As you can see above, this command will loop through all the batches and for each, if there is already a log file present, it will skip it and check the next one. Otherwise, it will execute the iapi command needed to process the batch, creating the log file needed at the same time so that the batch is executed only once.
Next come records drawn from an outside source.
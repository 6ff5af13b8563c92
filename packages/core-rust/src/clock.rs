//! ISO-8601 timestamp helpers.
//!
//! All temporal derivations compare against the board's `serverNow`. The
//! only place the local wall clock is read is [`wall_clock_now`], used when
//! the server omitted `serverNow` entirely.

use chrono::{DateTime, SecondsFormat, Utc};

/// Parses an RFC 3339 timestamp into UTC. Returns `None` for anything else.
#[must_use]
pub fn parse_instant(value: &str) -> Option<DateTime<Utc>> {
    DateTime::parse_from_rfc3339(value)
        .ok()
        .map(|dt| dt.with_timezone(&Utc))
}

/// Current wall-clock time as an RFC 3339 string with millisecond precision.
#[must_use]
pub fn wall_clock_now() -> String {
    Utc::now().to_rfc3339_opts(SecondsFormat::Millis, true)
}

/// Whole minutes elapsed from `from` to `to`, floored.
///
/// Returns `None` if either side fails to parse.
#[must_use]
pub fn minutes_between(from: &str, to: &str) -> Option<i64> {
    let from = parse_instant(from)?;
    let to = parse_instant(to)?;
    Some((to - from).num_milliseconds().div_euclid(60_000))
}

/// `a < b`, false when either side fails to parse.
#[must_use]
pub fn is_before(a: &str, b: &str) -> bool {
    match (parse_instant(a), parse_instant(b)) {
        (Some(a), Some(b)) => a < b,
        _ => false,
    }
}

/// `start <= now < end`, false when any side fails to parse.
#[must_use]
pub fn is_within(start: &str, end: &str, now: &str) -> bool {
    match (parse_instant(start), parse_instant(end), parse_instant(now)) {
        (Some(start), Some(end), Some(now)) => start <= now && now < end,
        _ => false,
    }
}

#[cfg(test)]
mod tests {
    use super::*;

    #[test]
    fn parses_zulu_and_offset_forms() {
        let a = parse_instant("2025-12-27T23:00:00Z").unwrap();
        let b = parse_instant("2025-12-27T18:00:00-05:00").unwrap();
        assert_eq!(a, b);
        assert!(parse_instant("yesterday").is_none());
        assert!(parse_instant("").is_none());
    }

    #[test]
    fn minutes_between_floors_partial_minutes() {
        assert_eq!(
            minutes_between("2025-12-27T22:30:00Z", "2025-12-27T23:00:00Z"),
            Some(30)
        );
        assert_eq!(
            minutes_between("2025-12-27T22:30:30Z", "2025-12-27T23:00:00Z"),
            Some(29)
        );
        assert_eq!(
            minutes_between("2025-12-27T23:00:30Z", "2025-12-27T23:00:00Z"),
            Some(-1)
        );
        assert_eq!(minutes_between("bad", "2025-12-27T23:00:00Z"), None);
    }

    #[test]
    fn is_before_is_strict() {
        assert!(is_before("2025-12-27T22:59:59Z", "2025-12-27T23:00:00Z"));
        assert!(!is_before("2025-12-27T23:00:00Z", "2025-12-27T23:00:00Z"));
        assert!(!is_before("garbage", "2025-12-27T23:00:00Z"));
    }

    #[test]
    fn is_within_includes_start_excludes_end() {
        let start = "2025-12-27T10:00:00Z";
        let end = "2025-12-27T11:00:00Z";
        assert!(is_within(start, end, start));
        assert!(is_within(start, end, "2025-12-27T10:59:59Z"));
        assert!(!is_within(start, end, end));
        assert!(!is_within(start, end, "2025-12-27T09:59:59Z"));
    }

    #[test]
    fn wall_clock_now_round_trips_through_parser() {
        assert!(parse_instant(&wall_clock_now()).is_some());
    }
}
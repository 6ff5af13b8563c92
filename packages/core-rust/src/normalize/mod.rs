//! Normalizers: raw upstream JSON to the canonical domain model.
//!
//! Every normalizer accepts `Option<&Value>` (`None` is an absent value,
//! `Some(Value::Null)` an explicit null) and always returns a populated
//! domain value. Malformed input is logged under the
//! `courtboard::normalize` target and replaced with a safe default; nothing
//! here panics or returns an error.
//!
//! Normalizers hold no state between calls. Temporal flags are derived from
//! the `server_now` passed in, never from the local clock.

pub mod block;
pub mod board;
pub mod court;
pub mod group;
pub mod member;
pub mod session;
pub mod waitlist;

pub use block::normalize_block;
pub use board::{ingest_board, normalize_board};
pub use court::normalize_court;
pub use group::{is_valid_group, normalize_group};
pub use member::normalize_member;
pub use session::normalize_session;
pub use waitlist::normalize_waitlist_entry;

pub(crate) use crate::raw::json_kind as describe;

pub(crate) const LOG_TARGET: &str = "courtboard::normalize";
Therefore, it is possible to parallelize the execution on several shell/CS. Let it run for some time and afterwards, the dmi_queue_item table would be cleaned, without any duplicated items.

Note 1: Because the extract didn’t care about warning/failed, once the cleanup is done, you will need to resubmit the warning/failed items (if any), so that you are certain that these items cannot be indexed. Alternatively, you can filter the warning/failed items during the extract, so that the IndexAgent will try again to process them (if they are duplicate of these warning/failed items in the awaiting/acquired queues.
Note 2: If, after some time, you want to also remove the unique items (because it’s processing too slowly or because there are too much or because more important documents are coming soon), you can remove the items “tokeep” in the exact same way… Also, to generate an “ids.txt” file that the IndexAgent will be able to ingest (put the file here: “$IA_HOME/deployments/IndexAgent.war/WEB-INF/classes/ids.txt“), you can use something like: ‘sed -e “s,[0-9a-f]*[[:space:]]+,,” object_list.txt.tokeep > ids.txt‘. This command will only keep the 2nd column (item_id column).
Note 3: It is obviously possible to compress a lot the steps so that a single command would do everything, but for clarity in the blog, I separated all the steps.